-- What to produce --
Which lines of the data contain the string "source"? Show each of them.

(Collected data entries)
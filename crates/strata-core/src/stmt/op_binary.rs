use std::fmt;

#[derive(Debug, Copy, Clone, PartialEq, Eq)]
pub enum BinaryOp {
    Eq,
    Ne,
    Ge,
    Gt,
    Le,
    Lt,
}

impl BinaryOp {
    pub fn is_eq(self) -> bool {
        matches!(self, Self::Eq)
    }
}

impl fmt::Display for BinaryOp {
    fn fmt(&self, f: &mut fmt::Formatter<'_>) -> fmt::Result {
        use BinaryOp::*;

        f.write_str(match self {
            Eq => "=",
            Ne => "<>",
            Ge => ">=",
            Gt => ">",
            Le => "<=",
            Lt => "<",
        })
    }
}
use super::{hierarchy_properties, Marker, Planner, RootPlan, TypeResolver};

use strata_core::{
    schema::{app::EntityId, db::TableId},
    stmt::{CaseWhen, Expr, ExprCase, Join, TableFactor, TableWithJoins},
    Result,
};

use indexmap::IndexMap;

impl Planner<'_> {
    /// Starts at the root table, inner joins the tables of every ancestor
    /// and of `entity` itself, then left joins the tables of all
    /// descendants. The presence of a descendant's row identifies the
    /// row's type.
    pub(super) fn plan_tpt(&mut self, entity: EntityId) -> Result<RootPlan> {
        let schema = self.schema;
        let app = &schema.app;
        let chain = &schema.mapping_for(entity).tables;

        let Some((&root_table, ancestors)) = chain.split_first() else {
            strata_core::bail!("`{}` is not mapped to a table", app.entity(entity).name);
        };

        let mut aliases = IndexMap::<TableId, String>::new();
        let root_alias = self.table_alias(&mut aliases, root_table);

        let key: Vec<String> = schema
            .table(root_table)
            .primary_key_columns()
            .map(|column| column.name.clone())
            .collect();

        let on = |alias: &str| {
            Expr::and_from_vec(
                key.iter()
                    .map(|name| {
                        Expr::eq(Expr::column(&root_alias, name), Expr::column(alias, name))
                    })
                    .collect(),
            )
        };

        let mut source = TableWithJoins::from(TableFactor::Table {
            table: root_table,
            alias: root_alias.clone(),
        });

        for &table in ancestors {
            let alias = self.table_alias(&mut aliases, table);
            let relation = TableFactor::Table {
                table,
                alias: alias.clone(),
            };
            source.joins.push(Join::inner(relation, on(&alias)));
        }

        let descendants: Vec<EntityId> = app
            .descendants(entity)
            .into_iter()
            .filter(|id| !app.entity(*id).is_keyless())
            .collect();

        for &descendant in &descendants {
            let Some(table) = schema.mapping_for(descendant).own_table() else {
                continue;
            };

            let alias = self.table_alias(&mut aliases, table);
            let relation = TableFactor::Table {
                table,
                alias: alias.clone(),
            };
            source.joins.push(Join::left(relation, on(&alias)));
        }

        let mut columns = IndexMap::new();
        for property in hierarchy_properties(app, entity) {
            let column = self.column_of(property.id)?;
            let alias = &aliases[&column.table];
            columns.insert(property.id, Expr::column(alias, self.column_name(column)));
        }

        let root = app.root_of(entity);
        let concrete = app.concrete_types(entity);
        let resolver = TypeResolver::for_concrete_types(root, &concrete);

        let marker = match resolver {
            TypeResolver::ByMarker(_) => {
                let Some(spec) = schema.mapping.discriminator(root) else {
                    strata_core::bail!(
                        "hierarchy `{}` has several concrete types but no type marker",
                        app.entity(root).name
                    );
                };

                let value = |id: EntityId| match spec.value(id).as_known() {
                    Some(value) => Expr::literal(value),
                    None => Expr::null(),
                };

                // Most derived first: a row of a deeper type also has rows in
                // the tables of its ancestors.
                let branches = descendants
                    .iter()
                    .rev()
                    .filter(|id| concrete.contains(id))
                    .map(|&id| {
                        let alias = schema
                            .mapping_for(id)
                            .own_table()
                            .and_then(|table| aliases.get(&table))
                            .cloned()
                            .unwrap_or_default();
                        CaseWhen {
                            when: Expr::is_not_null(Expr::column(alias, &key[0])),
                            then: value(id),
                        }
                    })
                    .collect();

                let otherwise = if concrete.contains(&entity) {
                    value(entity)
                } else {
                    Expr::null()
                };

                Some(Marker {
                    expr: ExprCase {
                        branches,
                        otherwise: Some(Box::new(otherwise)),
                    }
                    .into(),
                    name: spec.column.clone(),
                })
            }
            _ => None,
        };

        Ok(RootPlan {
            source,
            columns,
            marker,
            resolver,
            filter: None,
        })
    }

    fn table_alias(&mut self, aliases: &mut IndexMap<TableId, String>, table: TableId) -> String {
        let alias = self.aliases.alias_for(&self.schema.table(table).name);
        aliases.insert(table, alias.clone());
        alias
    }
}
use super::{Comma, Formatter, Ident, Newline, Params, Serializer, ToSql};

use strata_core::{schema::db, stmt};

impl Serializer<'_> {
    /// Renders the `CREATE TABLE` statement for a resolved table.
    pub fn create_table(&self, table: &db::Table) -> String {
        let mut ret = String::new();
        let mut params: Vec<stmt::Value> = vec![];

        let mut fmt = Formatter {
            serializer: self,
            dst: &mut ret,
            params: &mut params,
            depth: 0,
        };

        CreateTable(table).to_sql(&mut fmt);

        ret
    }
}

struct CreateTable<'a>(&'a db::Table);

impl ToSql for CreateTable<'_> {
    fn to_sql<P: Params>(self, f: &mut Formatter<'_, P>) {
        let table = self.0;
        let schema = f.serializer.schema;
        let name = Ident(&table.name);

        fmt!(f, "CREATE TABLE " name " (");
        f.depth += 1;

        let mut s = "";
        for column in &table.columns {
            let not_null = if column.nullable { "" } else { " NOT NULL" };
            fmt!(f, s Newline Ident(&column.name) " " column.ty not_null);
            s = ",";
        }

        if !table.primary_key.is_empty() {
            let columns = Comma(table.primary_key_columns().map(|column| Ident(&column.name)));
            fmt!(f, s Newline "PRIMARY KEY (" columns ")");
        }

        for foreign_key in &table.foreign_keys {
            let references = schema.table(foreign_key.references);
            let columns = Comma(
                foreign_key
                    .columns
                    .iter()
                    .map(|column| Ident(&table.column(*column).name)),
            );
            let references_columns = Comma(
                foreign_key
                    .references_columns
                    .iter()
                    .map(|column| Ident(&references.column(*column).name)),
            );

            fmt!(
                f,
                "," Newline "FOREIGN KEY (" columns ") REFERENCES " Ident(&references.name)
                " (" references_columns ")"
            );
        }

        f.depth -= 1;
        fmt!(f, Newline ")");
    }
}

-- Final answer --
        let mut source = TableWithJoins::from(TableFactor::Table {
            source.joins.push(Join::inner(relation, on(&alias)));
            source.joins.push(Join::left(relation, on(&alias)));
            source,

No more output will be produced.